Primarily a writing exercise, this dream journal-inspired blog is a quiet introspective sojourn into the process that we traverse in going from private dream to public art. I see our dreaming as an internalized mythmaking. As I philosophize and expressively exhibit dreams, both private and public, I encourage and delight in creative language as a way to practice experiential metaphors through a “public dreaming." Writing Theory: Creative Dream Fiction

Friday, 2 December 2011

Egypt and Iran: Two Lingering, Unforgettable Dreams



Two Dreams remain tightly etched in my memory, their content is also woven together within the intricate fabric of our now stirring collective mind, struggling to feel the common breath burn on the backs of our billions enslaved by poverty, war, greed, corruption, hypocrisy, malignancy, and on and on.

1)

I am within the house of my formative years, the beginning of schooling. It is a small house, cornered in an older, character neighborhood embedded in a seaside forest. The basement beckons me inside, yet I forget the actual content of the basement, except for the stairway down. Underneath, there is a flooding, a cesspool of oceanic imagination, swelling and swiftly carrying me into its drift. I see light from outside filling spaces marked by life and activity, those areas not reaching the natural light are dusty, dank and unused corners, filled with heaps of abandoned material. I find myself, as if swimming towards the light, to escape the basement of this house, and this memory.

Emerged, I swim across the surface of a great lake. The water broths and foams beside me, a plethora of life makes itself known beneath my feet treading the water. Then, a great lash as if from the lake floor catapults into the air a fantastic protrusion of flesh from a mythical beast, a loch ness of sorts reveals itself, yet does not harm me. I suddenly begin to see another side to the lake. All of a sudden I am carried in, as if involuntarily by a sweeping undertow.

I reach the other shore finally, though disfigured with fatigue and the nausea of being spun throughout whirlpools of fear and fascination within a lake of dreams. I am at the foot of a great cliff mountain springing up along the back of a cold-looking fortress.
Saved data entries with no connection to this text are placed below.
//! Console output for statistics, run summaries and previews
//!
//! These are the only places outside `main` that write to stdout.

use crate::crawler::{CrawlReport, Frontier, PendingWork};
use crate::state::CrawlMode;
use crate::storage::{RunRecord, StoreStats};
use std::fmt::Write;

/// Number of URLs listed by the preview
const PREVIEW_LIMIT: usize = 10;

fn percentage(count: u64, total: u64) -> f64 {
    if total > 0 {
        (count as f64 / total as f64) * 100.0
    } else {
        0.0
    }
}

/// Formats store statistics and remaining work
pub fn format_statistics(
    stats: &StoreStats,
    pending: &PendingWork,
    latest_run: Option<&RunRecord>,
) -> String {
    let mut out = String::new();

    let _ = writeln!(out, "=== Crawl Statistics ===\n");
    let _ = writeln!(out, "URLs:");
    let _ = writeln!(out, "  Total: {}", stats.total);
    for (label, count) in [
        ("Crawled", stats.crawled),
        ("New", stats.new),
        ("Error", stats.error),
    ] {
        let _ = writeln!(
            out,
            "  {}: {} ({:.1}%)",
            label,
            count,
            percentage(count, stats.total)
        );
    }
    let _ = writeln!(out, "  With SEO issues: {}", stats.with_issues);
    let _ = writeln!(out);

    let _ = writeln!(out, "Pending work:");
    let _ = writeln!(out, "  Retries ready now: {}", pending.ready_retries);
    let _ = writeln!(out, "  Retries waiting for backoff: {}", pending.waiting_retries);
    let _ = writeln!(out, "  New URLs: {}", pending.pending_new);

    if let Some(run) = latest_run {
        let _ = writeln!(out);
        let _ = writeln!(out, "Last run (#{}, {} mode):", run.id, run.mode);
        let _ = writeln!(out, "  Started: {}", run.started_at.format("%Y-%m-%d %H:%M:%S"));
        match run.finished_at {
            Some(finished) => {
                let _ = writeln!(out, "  Finished: {}", finished.format("%Y-%m-%d %H:%M:%S"));
                let _ = writeln!(
                    out,
                    "  Processed: {} ({} succeeded, {} retry later, {} failed)",
                    run.summary.pages_processed,
                    run.summary.successes,
                    run.summary.retried_later,
                    run.summary.failed_permanently
                );
            }
            None => {
                let _ = writeln!(out, "  Finished: never (interrupted)");
            }
        }
    }

    out
}

/// Prints store statistics to stdout
pub fn print_statistics(
    stats: &StoreStats,
    pending: &PendingWork,
    latest_run: Option<&RunRecord>,
) {
    print!("{}", format_statistics(stats, pending, latest_run));
}

/// Formats the end-of-run summary
pub fn format_crawl_report(report: &CrawlReport) -> String {
    let summary = &report.summary;
    let pending = &report.pending;
    let mut out = String::new();

    let _ = writeln!(out, "=== Crawl Summary ===\n");
    let _ = writeln!(
        out,
        "Frontier: {} retries, {} new",
        report.frontier_retries, report.frontier_new
    );
    let _ = writeln!(out, "Pages processed: {}", summary.pages_processed);
    let _ = writeln!(out, "  Succeeded: {}", summary.successes);
    let _ = writeln!(out, "  Will retry later: {}", summary.retried_later);
    let _ = writeln!(out, "  Failed permanently: {}", summary.failed_permanently);
    let _ = writeln!(out, "New URLs discovered: {}", summary.discovered);
    let _ = writeln!(out);

    let remaining = pending.ready_retries + pending.waiting_retries + pending.pending_new;
    if remaining == 0 {
        let _ = writeln!(out, "No pending work.");
    } else {
        let _ = writeln!(out, "Pending work:");
        let _ = writeln!(out, "  Retries ready now: {}", pending.ready_retries);
        let _ = writeln!(out, "  Retries waiting for backoff: {}", pending.waiting_retries);
        let _ = writeln!(out, "  New URLs: {}", pending.pending_new);
    }

    out
}

/// Prints the end-of-run summary to stdout
pub fn print_crawl_report(report: &CrawlReport) {
    print!("{}", format_crawl_report(report));
}

/// Formats what a run would crawl without touching the store
pub fn format_preview(frontier: &Frontier, mode: CrawlMode, max_pages: usize) -> String {
    let mut out = String::new();

    let _ = writeln!(out, "=== Preview ({} mode) ===\n", mode);
    let _ = writeln!(out, "Retries to crawl: {}", frontier.retry_count);
    let _ = writeln!(out, "New URLs to crawl: {}", frontier.new_count);
    let _ = writeln!(
        out,
        "Page limit: {} ({} would be attempted)",
        max_pages,
        frontier.len().min(max_pages)
    );

    if frontier.is_empty() {
        let _ = writeln!(out, "\nNothing to crawl.");
        return out;
    }

    let _ = writeln!(out, "\nFirst {} URLs:", frontier.len().min(PREVIEW_LIMIT));
    for (i, entry) in frontier.entries.iter().take(PREVIEW_LIMIT).enumerate() {
        let marker = if entry.is_retry() {
            format!("[retry {}]", entry.retry_count)
        } else {
            "[new]".to_string()
        };
        let _ = writeln!(out, "  {:>2}. {} {}", i + 1, marker, entry.url);
    }
    if frontier.len() > PREVIEW_LIMIT {
        let _ = writeln!(out, "  ... and {} more", frontier.len() - PREVIEW_LIMIT);
    }

    out
}

/// Prints the preview listing to stdout
pub fn print_preview(frontier: &Frontier, mode: CrawlMode, max_pages: usize) {
    print!("{}", format_preview(frontier, mode, max_pages));
}

#[cfg(test)]
mod tests {
    use super::*;
    use crate::crawler::FrontierEntry;
    use crate::storage::RunSummary;
    use chrono::{TimeZone, Utc};

    fn frontier(retries: usize, new: usize) -> Frontier {
        let mut frontier = Frontier::default();
        for n in 0..retries {
            frontier.entries.push_back(FrontierEntry {
                url: format!("https://example.com/retry{}", n),
                retry_count: 2,
            });
        }
        for n in 0..new {
            frontier.entries.push_back(FrontierEntry {
                url: format!("https://example.com/new{}", n),
                retry_count: 0,
            });
        }
        frontier.retry_count = retries;
        frontier.new_count = new;
        frontier
    }

    #[test]
    fn test_statistics_percentages() {
        let stats = StoreStats {
            total: 4,
            crawled: 2,
            new: 1,
            error: 1,
            with_issues: 1,
        };
        let text = format_statistics(&stats, &PendingWork::default(), None);
        assert!(text.contains("Total: 4"));
        assert!(text.contains("Crawled: 2 (50.0%)"));
        assert!(text.contains("Error: 1 (25.0%)"));
        assert!(!text.contains("Last run"));
    }

    #[test]
    fn test_statistics_empty_store() {
        let text = format_statistics(&StoreStats::default(), &PendingWork::default(), None);
        assert!(text.contains("Crawled: 0 (0.0%)"));
    }

    #[test]
    fn test_statistics_interrupted_run() {
        let run = RunRecord {
            id: 3,
            started_at: Utc.with_ymd_and_hms(2024, 3, 1, 12, 0, 0).unwrap(),
            finished_at: None,
            config_hash: "abc".to_string(),
            mode: CrawlMode::RetryOnly,
            summary: RunSummary::default(),
        };
        let text = format_statistics(&StoreStats::default(), &PendingWork::default(), Some(&run));
        assert!(text.contains("Last run (#3, Retry Only mode)"));
        assert!(text.contains("interrupted"));
    }

    #[test]
    fn test_crawl_report_pending() {
        let report = CrawlReport {
            run_id: 1,
            frontier_retries: 1,
            frontier_new: 2,
            summary: RunSummary {
                pages_processed: 3,
                successes: 2,
                retried_later: 1,
                failed_permanently: 0,
                discovered: 4,
            },
            pending: PendingWork {
                ready_retries: 0,
                waiting_retries: 1,
                pending_new: 4,
            },
        };
        let text = format_crawl_report(&report);
        assert!(text.contains("Pages processed: 3"));
        assert!(text.contains("Retries waiting for backoff: 1"));
        assert!(text.contains("New URLs: 4"));

        let done = CrawlReport {
            pending: PendingWork::default(),
            ..report
        };
        assert!(format_crawl_report(&done).contains("No pending work."));
    }

    #[test]
    fn test_preview_lists_first_ten() {
        let text = format_preview(&frontier(2, 11), CrawlMode::Normal, 5);
        assert!(text.contains("Retries to crawl: 2"));
        assert!(text.contains("New URLs to crawl: 11"));
        assert!(text.contains("(5 would be attempted)"));
        assert!(text.contains(" 1. [retry 2] https://example.com/retry0"));
        assert!(text.contains(" 3. [new] https://example.com/new0"));
        assert!(text.contains("10. [new] https://example.com/new7"));
        assert!(!text.contains("https://example.com/new8"));
        assert!(text.contains("... and 3 more"));
    }

    #[test]
    fn test_preview_empty_frontier() {
        let text = format_preview(&Frontier::default(), CrawlMode::NewOnly, 10);
        assert!(text.contains("Nothing to crawl."));
    }
}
Next, I am unconscious, being taken to another basement. In this basement, I feel as if I am in Iran, the waters before me and the landscape prior to my incarceration reminds me of a very recommended film, called the "Lover's Wind" about the ancient civilization of Iran and natural landscapes of Persia. The film's incredible story about how it came to light should be read in complement.

I am imprisoned with other Iranian people, we are to be tortured. The basement windows along the edge of the roof resemble those of my childhood home, only now there are bars and the places of darkness are filled with mirrored rooms stretching as if infinitely, occupied with other prisoners, all of whom wear eyes of tortured pain.

I imagine the blithe reception to this childhood home, returning to its driveway, the neighborhood feel, the flowers and summer air, the large stones to sit on and the humming insects over the plain grass.

2)

My wife and I are in a room that resembles an actor's dressing hall for a theatre. We maintain an air of prestige, as actors or members of a theatre will. The mirrors are lit on their frames with gaudy light bulbs and the rest of the room feels turn of the century French, similar to the era in which Cairo, Egypt's downtown core was built from the ground to honor the architectural culture of its French colonialists.

We step out, led by an eager individual, who masked, invites us to walk with him on the street. As soon as we step out, we are in the midst of Cairo's Abbasia neighborhood, essentially the core of downtown, including Tahrir square and Muhamad Mahmoud Street, the current center of the crisis.

I know this street, this was where I saw a concert by El Tanbura. The mud of this unpaved road is not smooth, it has large bumps and divots, making even walking in it a curious adventure at times. The local youth walk down its narrow lane barefoot, smiling and wondering with mysterious humor. The foreign presence is immediately detected and is a center of fascination which equals my fixation with the imperfect dirt road ahead.

We move out into the street, I find myself edging into a crowd of demonstrators. We are suddenly in the thick of a mob of protesting Egyptians in Cairo's ongoing clashes with police. I feel gripped with fear at having my wife with me. I am separated from my beloved by the zing of a tear gas propeller wafting smoke and the sonic punch of a rubber bullet passes by me following. In the middle of demonstrators and police, I stand crouched low to the ground, reaching out to my wife. Rubber bullets and tear gas continue to rain throughout the quaking ground zero of protest in Egypt.

Skimming past abandoned riot police shields, I grab my wife's hand and we run into a dimly lit government building. I feel I have walked into Trostky's room in Mexico City, there is murder in the air eternal, a chipped skull and stray bullets encase the ambiance with a suffocating, dead air. We wander the halls and rooms only to find remnants of assassinated officials, burned intellectuals, tortured youth maimed beyond recognition. It is a breeding ground of hate. There is no escape.